Quels souvenirs de tes premiers pas en tant que producteur en Angleterre, où tu as déménagé ?
La première fois que j’ai joué à Londres, je m’en souviens, c’était en 2003, au Heaven. Je suis parti tout seul de Nottingham, où j’habitais alors. Bien sûr je me suis perdu, et j’ai dû m’arrêter pour regarder une carte. J’étais en plein milieu d’un grand boulevard londonien, et une fille a frappé à la fenêtre de ma portière, en me demandant ce que je cherchais. Je lui ai répondu, elle m’a dit qu’elle y allait, donc elle est montée. Quelques minutes plus tard, je me suis rendu compte qu’il s’agissait en réalité d’une prostituée d’environ 45 ans, avec une mini-jupe en cuir et tout le reste. Ça m’a un peu inquiété, je me voyais déjà arrêté à un contrôle de police avec elle à mes côtés, et les flics qui auraient du mal à me croire… Bon finalement, personne ne m’a arrêté, j’ai juste dû sortir de la voiture avec elle juste devant le club. La soirée fut pas mal, avec des gens plus vieux qu’à l’accoutumée.

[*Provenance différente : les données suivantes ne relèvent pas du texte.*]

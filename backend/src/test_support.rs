//! Test utilities for the backend crate.
//!
//! This module provides shared helpers for both unit tests (in `src/`) and
//! integration tests (in `tests/`). It is only compiled for tests or with the
//! `test-support` feature.

pub mod cap_fs {
    //! Capability-safe filesystem helpers for tests.
    //!
    //! The backend avoids direct `std::fs` calls. These helpers let test
    //! suites inspect snapshot and upload directories through `cap_std`.

    use std::ffi::OsString;
    use std::io;
    use std::path::Path;

    use cap_std::{ambient_authority, fs::Dir};

    /// Read a UTF-8 text file through `cap_std`.
    pub fn read_file_to_string(path: &Path) -> io::Result<String> {
        let (parent, file_name) = parent_and_file_name(path)?;
        let directory = Dir::open_ambient_dir(parent, ambient_authority())?;
        directory.read_to_string(Path::new(&file_name))
    }

    /// Write bytes to a file through `cap_std`.
    pub fn write_file(path: &Path, contents: &[u8]) -> io::Result<()> {
        let (parent, file_name) = parent_and_file_name(path)?;
        let directory = Dir::open_ambient_dir(parent, ambient_authority())?;
        directory.write(Path::new(&file_name), contents)
    }

    /// Return true when `path` exists, false when it does not.
    pub fn path_exists(path: &Path) -> bool {
        let Ok((parent, file_name)) = parent_and_file_name(path) else {
            return false;
        };
        let Ok(directory) = Dir::open_ambient_dir(parent, ambient_authority()) else {
            return false;
        };
        directory.exists(Path::new(&file_name))
    }

    fn parent_and_file_name(path: &Path) -> io::Result<(&Path, OsString)> {
        let parent = path.parent().unwrap_or_else(|| Path::new("."));
        let file_name = path.file_name().ok_or_else(|| {
            io::Error::new(
                io::ErrorKind::InvalidInput,
                "path must include a file or directory name",
            )
        })?;
        Ok((parent, file_name.to_os_string()))
    }
}

pub mod clock {
    //! Controllable clock for expiry and ordering tests.

    use std::sync::Mutex;

    use chrono::{DateTime, Local, TimeDelta, TimeZone, Utc};
    use mockable::Clock;

    pub struct MutableClock(Mutex<DateTime<Utc>>);

    impl MutableClock {
        pub fn new(now: DateTime<Utc>) -> Self {
            Self(Mutex::new(now))
        }

        /// Clock pinned to 2025-01-01T00:00:00Z.
        pub fn fixed() -> Self {
            match Utc.with_ymd_and_hms(2025, 1, 1, 0, 0, 0).single() {
                Some(now) => Self::new(now),
                None => panic!("fixture timestamp must be valid"),
            }
        }

        pub fn advance_seconds(&self, seconds: i64) {
            *self.lock_clock() += TimeDelta::seconds(seconds);
        }

        fn lock_clock(&self) -> std::sync::MutexGuard<'_, DateTime<Utc>> {
            match self.0.lock() {
                Ok(guard) => guard,
                Err(_) => panic!("clock mutex"),
            }
        }
    }

    impl Clock for MutableClock {
        fn local(&self) -> DateTime<Local> {
            self.utc().with_timezone(&Local)
        }

        fn utc(&self) -> DateTime<Utc> {
            *self.lock_clock()
        }
    }
}

pub mod fixtures {
    //! Builders for principals and listings used across test suites.

    use chrono::{TimeZone, Utc};

    use crate::domain::{
        Email, Listing, ListingDraft, ListingId, ListingStatus, Principal, UserId, UserRole,
    };

    pub fn investor(email: &str) -> Principal {
        principal(email, UserRole::Investor)
    }

    pub fn admin() -> Principal {
        principal("admin@stake.com", UserRole::Admin)
    }

    pub fn principal(email: &str, role: UserRole) -> Principal {
        match Email::new(email) {
            Ok(email) => Principal::new(UserId::random(), email, role),
            Err(error) => panic!("fixture email '{email}' is invalid: {error}"),
        }
    }

    /// Draft for a listing with the given funding numbers.
    pub fn listing_draft(
        id: &str,
        target_amount: i64,
        total_raised: i64,
        min_investment: i64,
        roi: f64,
    ) -> ListingDraft {
        ListingDraft {
            id: Some(id.to_owned()),
            title: format!("Fixture listing {id}"),
            city: "Colombo".to_owned(),
            category: "Residential".to_owned(),
            status: ListingStatus::Active.as_str().to_owned(),
            image: String::new(),
            min_investment,
            roi,
            target_amount,
            total_raised: Some(total_raised),
            duration_months: 24,
        }
    }

    /// Build a listing directly, bypassing any repository.
    pub fn listing(draft: &ListingDraft) -> Listing {
        let id = match draft.id.as_deref().map(ListingId::new) {
            Some(Ok(id)) => id,
            other => panic!("fixture listing id must be a valid slug: {other:?}"),
        };
        let created_at = match Utc.with_ymd_and_hms(2025, 1, 1, 0, 0, 0).single() {
            Some(at) => at,
            None => panic!("fixture timestamp must be valid"),
        };
        match Listing::create(id, draft, created_at) {
            Ok(listing) => listing,
            Err(error) => panic!("fixture listing must be valid: {error}"),
        }
    }

    /// The reference listing: target 50M, raised 25M, minimum 500k, Active.
    pub fn colombo_sky() -> Listing {
        listing(&listing_draft(
            "colombo-sky-1",
            50_000_000,
            25_000_000,
            500_000,
            12.0,
        ))
    }
}

pub mod app {
    //! In-memory application state for HTTP integration tests.
    //!
    //! Verification codes are always [`TEST_OTP`] and are echoed in
    //! responses. Password hashing uses cheap Argon2 parameters.

    use std::sync::Arc;

    use actix_web::cookie::{Key, SameSite};
    use actix_web::web;
    use argon2::Params;
    use chrono::TimeDelta;
    use tempfile::TempDir;

    use super::clock::MutableClock;
    use crate::domain::{DEFAULT_OTP_TTL_SECONDS, DemoSeeder, FixedCodeGenerator, SeedOutcome};
    use crate::inbound::http::health::HealthState;
    use crate::inbound::http::state::HttpState;
    use crate::outbound::{Argon2Hasher, LocalImageStore, LoggingOtpMailer, MemoryStore};
    use crate::server::{AppDependencies, StateOptions, StatePorts, build_http_state};

    pub const TEST_OTP: &str = "123456";

    /// State plus the handles tests need to inspect or steer it.
    pub struct TestState {
        pub http: HttpState,
        pub store: Arc<MemoryStore>,
        pub clock: Arc<MutableClock>,
        pub hasher: Arc<Argon2Hasher>,
        /// Keeps the upload directory alive for the test's duration.
        pub uploads: TempDir,
    }

    impl TestState {
        /// Wire services over an empty store with a clock fixed at
        /// 2025-01-01T00:00:00Z.
        pub fn new() -> Self {
            let clock = Arc::new(MutableClock::fixed());
            let store = Arc::new(MemoryStore::new());
            let uploads = match tempfile::tempdir() {
                Ok(dir) => dir,
                Err(error) => panic!("upload temp dir: {error}"),
            };
            let images = match LocalImageStore::open(uploads.path(), clock.clone()) {
                Ok(images) => images,
                Err(error) => panic!("upload store: {error}"),
            };
            let params = match Params::new(1024, 1, 1, None) {
                Ok(params) => params,
                Err(error) => panic!("argon2 params: {error}"),
            };
            let hasher = Arc::new(Argon2Hasher::with_params(params));
            let http = build_http_state(
                StatePorts {
                    store: store.clone(),
                    images: Arc::new(images),
                    hasher: hasher.clone(),
                    mailer: Arc::new(LoggingOtpMailer::new()),
                    codes: Arc::new(FixedCodeGenerator(TEST_OTP)),
                    clock: clock.clone(),
                },
                StateOptions {
                    otp_ttl: TimeDelta::seconds(DEFAULT_OTP_TTL_SECONDS),
                    expose_dev_otp: true,
                },
            );
            Self {
                http,
                store,
                clock,
                hasher,
                uploads,
            }
        }

        /// Insert the demo accounts and listings.
        pub async fn seed_demo(&self) -> SeedOutcome {
            let seeder = DemoSeeder::new(
                self.store.clone(),
                self.store.clone(),
                self.hasher.clone(),
                self.clock.clone(),
            );
            match seeder.seed().await {
                Ok(outcome) => outcome,
                Err(error) => panic!("demo seeding failed: {error}"),
            }
        }

        /// App dependencies with a fresh key and an insecure cookie.
        pub fn app_dependencies(&self) -> AppDependencies {
            AppDependencies {
                health_state: web::Data::new(HealthState::new(self.clock.clone())),
                http_state: web::Data::new(self.http.clone()),
                key: Key::generate(),
                cookie_secure: false,
                same_site: SameSite::Lax,
            }
        }
    }

    impl Default for TestState {
        fn default() -> Self {
            Self::new()
        }
    }
}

Max Cooper – Stochastisch Serie
Début 2000, Londres, c’était une ville excitante pour toi ?
Oui, il y a une forte immigration dans cette ville, et toutes ces influences se mêlent, c’est vraiment intéressant et créatif, ça stimule. Après je suis à Londres que depuis 2008, donc je n’ai pas vraiment encore fait le tour de la question.
Quels producteurs de l’époque t’ont marqué ?

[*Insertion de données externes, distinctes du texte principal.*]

//! Property listings and their funding state.
//!
//! A listing owns the only contended state in the marketplace: the
//! `total_raised`/`status` pair. Mutations of that pair go through
//! [`Listing::record_commitment`] (investor commits) or
//! [`Listing::set_raised_total`] (audited administrative correction).

use std::fmt;
use std::str::FromStr;

use chrono::{DateTime, Utc};
use serde::{Deserialize, Serialize};

use super::slug::{is_valid_slug, slugify_with_suffix};
use super::user::{Email, UserId};

/// Minimum title length for a listing.
pub const TITLE_MIN_LEN: usize = 3;

/// Validation errors raised while building or revising a listing.
#[derive(Debug, Clone, PartialEq, Eq, thiserror::Error)]
pub enum ListingValidationError {
    #[error("listing id must be a lowercase slug, got '{value}'")]
    InvalidId { value: String },
    #[error("title must be at least {min} characters")]
    TitleTooShort { min: usize },
    #[error("{field} is required")]
    MissingField { field: &'static str },
    #[error("invalid status '{value}'; expected Active, Funding or Coming Soon")]
    InvalidStatus { value: String },
    #[error("{field} must be a positive whole number")]
    NotPositive { field: &'static str },
    #[error("roi must be a non-negative percentage")]
    InvalidRoi,
    #[error("totalRaised {total_raised} must be between 0 and targetAmount {target_amount}")]
    RaisedTotalOutOfRange { total_raised: i64, target_amount: u64 },
    #[error("totalRaised can only be changed through a raised-total adjustment")]
    RaisedTotalNotEditable,
}

impl ListingValidationError {
    /// Name of the offending input field.
    pub fn field(&self) -> &'static str {
        match self {
            Self::InvalidId { .. } => "id",
            Self::TitleTooShort { .. } => "title",
            Self::MissingField { field } | Self::NotPositive { field } => field,
            Self::InvalidStatus { .. } => "status",
            Self::InvalidRoi => "roi",
            Self::RaisedTotalOutOfRange { .. } | Self::RaisedTotalNotEditable => "totalRaised",
        }
    }
}

/// Listing identifier: a lowercase slug such as `colombo-sky-1`.
#[derive(Debug, Clone, PartialEq, Eq, Hash, PartialOrd, Ord, Serialize, Deserialize)]
#[serde(try_from = "String", into = "String")]
pub struct ListingId(String);

impl ListingId {
    /// Validate a caller-supplied identifier.
    pub fn new(id: impl AsRef<str>) -> Result<Self, ListingValidationError> {
        let trimmed = id.as_ref().trim();
        if is_valid_slug(trimmed) {
            Ok(Self(trimmed.to_owned()))
        } else {
            Err(ListingValidationError::InvalidId {
                value: trimmed.to_owned(),
            })
        }
    }

    /// Generate an identifier from a title and a creation timestamp.
    ///
    /// # Examples
    /// ```
    /// use chrono::{TimeZone, Utc};
    /// use propvest::domain::ListingId;
    ///
    /// let at = Utc.timestamp_millis_opt(1_700_000_000_000).unwrap();
    /// let id = ListingId::generate("Galle Heritage Hotel", at);
    /// assert_eq!(id.as_ref(), "galle-heritage-hotel-1700000000000");
    /// ```
    pub fn generate(title: &str, at: DateTime<Utc>) -> Self {
        Self(slugify_with_suffix(title, at.timestamp_millis()))
    }
}

impl AsRef<str> for ListingId {
    fn as_ref(&self) -> &str {
        self.0.as_str()
    }
}

impl fmt::Display for ListingId {
    fn fmt(&self, f: &mut fmt::Formatter<'_>) -> fmt::Result {
        f.write_str(&self.0)
    }
}

impl From<ListingId> for String {
    fn from(value: ListingId) -> Self {
        value.0
    }
}

impl TryFrom<String> for ListingId {
    type Error = ListingValidationError;

    fn try_from(value: String) -> Result<Self, Self::Error> {
        Self::new(value)
    }
}

/// Funding lifecycle of a listing. Only `Active` listings accept capital.
#[derive(Debug, Clone, Copy, PartialEq, Eq, Hash, Serialize, Deserialize)]
pub enum ListingStatus {
    Active,
    Funding,
    #[serde(rename = "Coming Soon", alias = "ComingSoon")]
    ComingSoon,
}

impl ListingStatus {
    pub fn as_str(self) -> &'static str {
        match self {
            Self::Active => "Active",
            Self::Funding => "Funding",
            Self::ComingSoon => "Coming Soon",
        }
    }
}

impl fmt::Display for ListingStatus {
    fn fmt(&self, f: &mut fmt::Formatter<'_>) -> fmt::Result {
        f.write_str(self.as_str())
    }
}

impl FromStr for ListingStatus {
    type Err = ListingValidationError;

    fn from_str(value: &str) -> Result<Self, Self::Err> {
        match value.trim() {
            "Active" => Ok(Self::Active),
            "Funding" => Ok(Self::Funding),
            "Coming Soon" | "ComingSoon" => Ok(Self::ComingSoon),
            other => Err(ListingValidationError::InvalidStatus {
                value: other.to_owned(),
            }),
        }
    }
}

/// Raw listing input as submitted by an administrator.
///
/// Numeric fields are signed so that negative submissions surface as
/// validation errors instead of deserialisation failures.
#[derive(Debug, Clone, PartialEq)]
pub struct ListingDraft {
    pub id: Option<String>,
    pub title: String,
    pub city: String,
    pub category: String,
    pub status: String,
    pub image: String,
    pub min_investment: i64,
    pub roi: f64,
    pub target_amount: i64,
    pub total_raised: Option<i64>,
    pub duration_months: i64,
}

/// Validated descriptive fields shared by creation and revision.
struct ListingMetadata {
    title: String,
    city: String,
    category: String,
    status: ListingStatus,
    image: String,
    min_investment: u64,
    roi: f64,
    target_amount: u64,
    duration_months: u32,
}

fn positive(value: i64, field: &'static str) -> Result<u64, ListingValidationError> {
    u64::try_from(value)
        .ok()
        .filter(|value| *value > 0)
        .ok_or(ListingValidationError::NotPositive { field })
}

fn required(value: &str, field: &'static str) -> Result<String, ListingValidationError> {
    let trimmed = value.trim();
    if trimmed.is_empty() {
        Err(ListingValidationError::MissingField { field })
    } else {
        Ok(trimmed.to_owned())
    }
}

impl ListingMetadata {
    fn validate(draft: &ListingDraft) -> Result<Self, ListingValidationError> {
        let title = draft.title.trim();
        if title.chars().count() < TITLE_MIN_LEN {
            return Err(ListingValidationError::TitleTooShort {
                min: TITLE_MIN_LEN,
            });
        }
        let city = required(&draft.city, "city")?;
        let category = required(&draft.category, "category")?;
        let status = draft.status.parse::<ListingStatus>()?;
        if !draft.roi.is_finite() || draft.roi < 0.0 {
            return Err(ListingValidationError::InvalidRoi);
        }
        let duration_months = u32::try_from(positive(draft.duration_months, "durationMonths")?)
            .map_err(|_| ListingValidationError::NotPositive {
                field: "durationMonths",
            })?;

        Ok(Self {
            title: title.to_owned(),
            city,
            category,
            status,
            image: draft.image.trim().to_owned(),
            min_investment: positive(draft.min_investment, "minInvestment")?,
            roi: draft.roi,
            target_amount: positive(draft.target_amount, "targetAmount")?,
            duration_months,
        })
    }
}

/// Reason an investment amount is refused by a listing, in evaluation order.
#[derive(Debug, Clone, Copy, PartialEq, Eq)]
pub enum AdmissionRejection {
    /// The listing is not `Active`.
    NotInvestable { status: ListingStatus },
    /// The amount is smaller than the listing minimum.
    BelowMinimum { amount: u64, minimum: u64 },
    /// The amount would push the raised total past the target.
    ExceedsRemainingCapacity { amount: u64, remaining: u64 },
}

/// A fundable property investment opportunity.
///
/// ## Invariants
/// - `0 <= total_raised <= target_amount`.
/// - `min_investment`, `target_amount` and `duration_months` are positive.
#[derive(Debug, Clone, PartialEq)]
pub struct Listing {
    id: ListingId,
    title: String,
    city: String,
    category: String,
    status: ListingStatus,
    image: String,
    min_investment: u64,
    roi: f64,
    target_amount: u64,
    total_raised: u64,
    duration_months: u32,
    created_at: DateTime<Utc>,
}

impl Listing {
    /// Build a new listing from administrator input.
    ///
    /// `draft.total_raised` seeds the opening balance and defaults to zero.
    pub fn create(
        id: ListingId,
        draft: &ListingDraft,
        created_at: DateTime<Utc>,
    ) -> Result<Self, ListingValidationError> {
        let metadata = ListingMetadata::validate(draft)?;
        let opening = draft.total_raised.unwrap_or(0);
        let total_raised = u64::try_from(opening)
            .ok()
            .filter(|total| *total <= metadata.target_amount)
            .ok_or(ListingValidationError::RaisedTotalOutOfRange {
                total_raised: opening,
                target_amount: metadata.target_amount,
            })?;

        let ListingMetadata {
            title,
            city,
            category,
            status,
            image,
            min_investment,
            roi,
            target_amount,
            duration_months,
        } = metadata;
        Ok(Self {
            id,
            title,
            city,
            category,
            status,
            image,
            min_investment,
            roi,
            target_amount,
            total_raised,
            duration_months,
            created_at,
        })
    }

    /// Revise descriptive fields, leaving the raised total untouched.
    ///
    /// A draft that names a different `total_raised` is refused; that value
    /// only moves through commits or [`Listing::set_raised_total`].
    pub fn revise(&mut self, draft: &ListingDraft) -> Result<(), ListingValidationError> {
        let metadata = ListingMetadata::validate(draft)?;
        if let Some(requested) = draft.total_raised {
            if u64::try_from(requested).ok() != Some(self.total_raised) {
                return Err(ListingValidationError::RaisedTotalNotEditable);
            }
        }
        if metadata.target_amount < self.total_raised {
            return Err(ListingValidationError::RaisedTotalOutOfRange {
                total_raised: i64::try_from(self.total_raised).unwrap_or(i64::MAX),
                target_amount: metadata.target_amount,
            });
        }

        self.title = metadata.title;
        self.city = metadata.city;
        self.category = metadata.category;
        self.status = metadata.status;
        self.image = metadata.image;
        self.min_investment = metadata.min_investment;
        self.roi = metadata.roi;
        self.target_amount = metadata.target_amount;
        self.duration_months = metadata.duration_months;
        Ok(())
    }

    /// Check whether `amount` may be committed, in rule order: status,
    /// minimum, remaining capacity.
    pub fn admit(&self, amount: u64) -> Result<(), AdmissionRejection> {
        if self.status != ListingStatus::Active {
            return Err(AdmissionRejection::NotInvestable {
                status: self.status,
            });
        }
        if amount < self.min_investment {
            return Err(AdmissionRejection::BelowMinimum {
                amount,
                minimum: self.min_investment,
            });
        }
        let remaining = self.target_amount.saturating_sub(self.total_raised);
        if amount > remaining {
            return Err(AdmissionRejection::ExceedsRemainingCapacity { amount, remaining });
        }
        Ok(())
    }

    /// Apply an admitted commitment.
    ///
    /// A listing that reaches its target moves from `Active` to `Funding`,
    /// which closes it to further commits.
    pub fn record_commitment(&mut self, amount: u64) -> Result<(), AdmissionRejection> {
        self.admit(amount)?;
        self.total_raised += amount;
        if self.total_raised == self.target_amount {
            self.status = ListingStatus::Funding;
        }
        Ok(())
    }

    /// Overwrite the raised total, returning the previous value.
    pub fn set_raised_total(&mut self, new_total: i64) -> Result<u64, ListingValidationError> {
        let accepted = u64::try_from(new_total)
            .ok()
            .filter(|total| *total <= self.target_amount)
            .ok_or(ListingValidationError::RaisedTotalOutOfRange {
                total_raised: new_total,
                target_amount: self.target_amount,
            })?;
        Ok(std::mem::replace(&mut self.total_raised, accepted))
    }

    pub fn id(&self) -> &ListingId {
        &self.id
    }

    pub fn title(&self) -> &str {
        &self.title
    }

    pub fn city(&self) -> &str {
        &self.city
    }

    pub fn category(&self) -> &str {
        &self.category
    }

    pub fn status(&self) -> ListingStatus {
        self.status
    }

    pub fn image(&self) -> &str {
        &self.image
    }

    pub fn min_investment(&self) -> u64 {
        self.min_investment
    }

    /// Projected annual return, in percent.
    pub fn roi(&self) -> f64 {
        self.roi
    }

    pub fn target_amount(&self) -> u64 {
        self.target_amount
    }

    pub fn total_raised(&self) -> u64 {
        self.total_raised
    }

    pub fn duration_months(&self) -> u32 {
        self.duration_months
    }

    pub fn created_at(&self) -> DateTime<Utc> {
        self.created_at
    }
}

/// Audit entry for an administrative change of a listing's raised total.
#[derive(Debug, Clone, PartialEq, Eq)]
pub struct RaisedTotalAdjustment {
    pub listing_id: ListingId,
    pub previous_total: u64,
    pub new_total: u64,
    pub reason: String,
    pub actor_id: UserId,
    pub actor_email: Email,
    pub at: DateTime<Utc>,
}

#[cfg(test)]
#[path = "listing_tests.rs"]
mod tests;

CJ Bolland, Francois K, Phil Kieran, DJ Shadow, Sasha, Aphex Twin, The Chemical Brothers, Richie Hawtin, Laurent Garnier, Orbital etc. En gros que des gars qui sont encore au top aujourd’hui !

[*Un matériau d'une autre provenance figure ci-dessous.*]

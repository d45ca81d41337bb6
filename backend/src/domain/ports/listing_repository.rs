//! Port for listing persistence, including the cascade on delete and the
//! raised-total audit log.
use async_trait::async_trait;

use crate::domain::{Listing, ListingId, RaisedTotalAdjustment};

use super::define_port_error;

define_port_error! {
    /// Persistence errors raised by listing repository adapters.
    pub enum ListingPersistenceError {
        /// Repository connection could not be established.
        Connection { message: String } => ServiceUnavailable,
            "listing repository connection failed: {message}",
        /// Query or mutation failed during execution.
        Query { message: String } => InternalError,
            "listing repository query failed: {message}",
    }
}

#[cfg_attr(test, mockall::automock)]
#[async_trait]
pub trait ListingRepository: Send + Sync {
    /// Insert or replace a listing keyed by id.
    async fn upsert(&self, listing: &Listing) -> Result<(), ListingPersistenceError>;

    async fn find(&self, id: &ListingId) -> Result<Option<Listing>, ListingPersistenceError>;

    /// Every listing, in no particular order.
    async fn list(&self) -> Result<Vec<Listing>, ListingPersistenceError>;

    /// Remove a listing together with its investments, invites and
    /// adjustments. Returns `false` when the listing did not exist.
    async fn delete_cascading(&self, id: &ListingId) -> Result<bool, ListingPersistenceError>;

    /// Append an entry to the raised-total audit log.
    async fn record_adjustment(
        &self,
        adjustment: &RaisedTotalAdjustment,
    ) -> Result<(), ListingPersistenceError>;

    /// Audit entries for a listing, oldest first.
    async fn adjustments(
        &self,
        id: &ListingId,
    ) -> Result<Vec<RaisedTotalAdjustment>, ListingPersistenceError>;
}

Aujourd’hui, comment te places-tu dans l’effervescence de la capitale anglaise ?
Je pense qu’aujourd’hui la scène est plus « fragmentée » avec des micro-entités, qui se créent grâce aux réseaux sur internet. L’esprit de la rave a tendance à s’essouffler, c’est plus complexe qu’avant. Quelle est la position des pouvoirs publics en la matière ? Il n’y a plus la même haine que dans les années 90 de la part des autorités, puisque le mouvement génère moins d’intensité. Je pense que ça s’est calmé.
Tu te sens ambassadeur de cette scène britannique ?
Non. Pas mal de gens ne considèrent même pas que je fais de la techno, je ne voudrais pas qu’on me range complètement dans cette case, et puis j’habite à Londres mais finalement je fais de la musique chez moi et j’ai peu de communication avec le monde extérieur. Je ne fais pas partie de ce genre de personnes qui sortent tout le temps et connaissent les bonnes personnes et les bons lieux. Avant, j’avais quand même mes petites habitudes dans quelques lieux : Corsica Studios, Plastic People, Fabric, Jacks.
Une envie d’ailleurs, parfois ? Une ville rêvée ?
Pour moi, l’endroit où j’aimerais vivre actuellement serait au sommet d’une montagne, déconnecté du monde, perdu au milieu de la nature, bien loin des distractions. Mais je pense vraiment pouvoir aller n’importe où, l’endroit où tu habites importe peu, tout t’arrive par ton ordinateur. Ceci dit, Berlin reste quand même le carrefour de tout ce petit monde.
Max Cooper sera en France ce vendredi 2 mars (We Are Family au Glazart, Paris) et à la Cast’Hell Session (Lançon de Provence) le lendemain.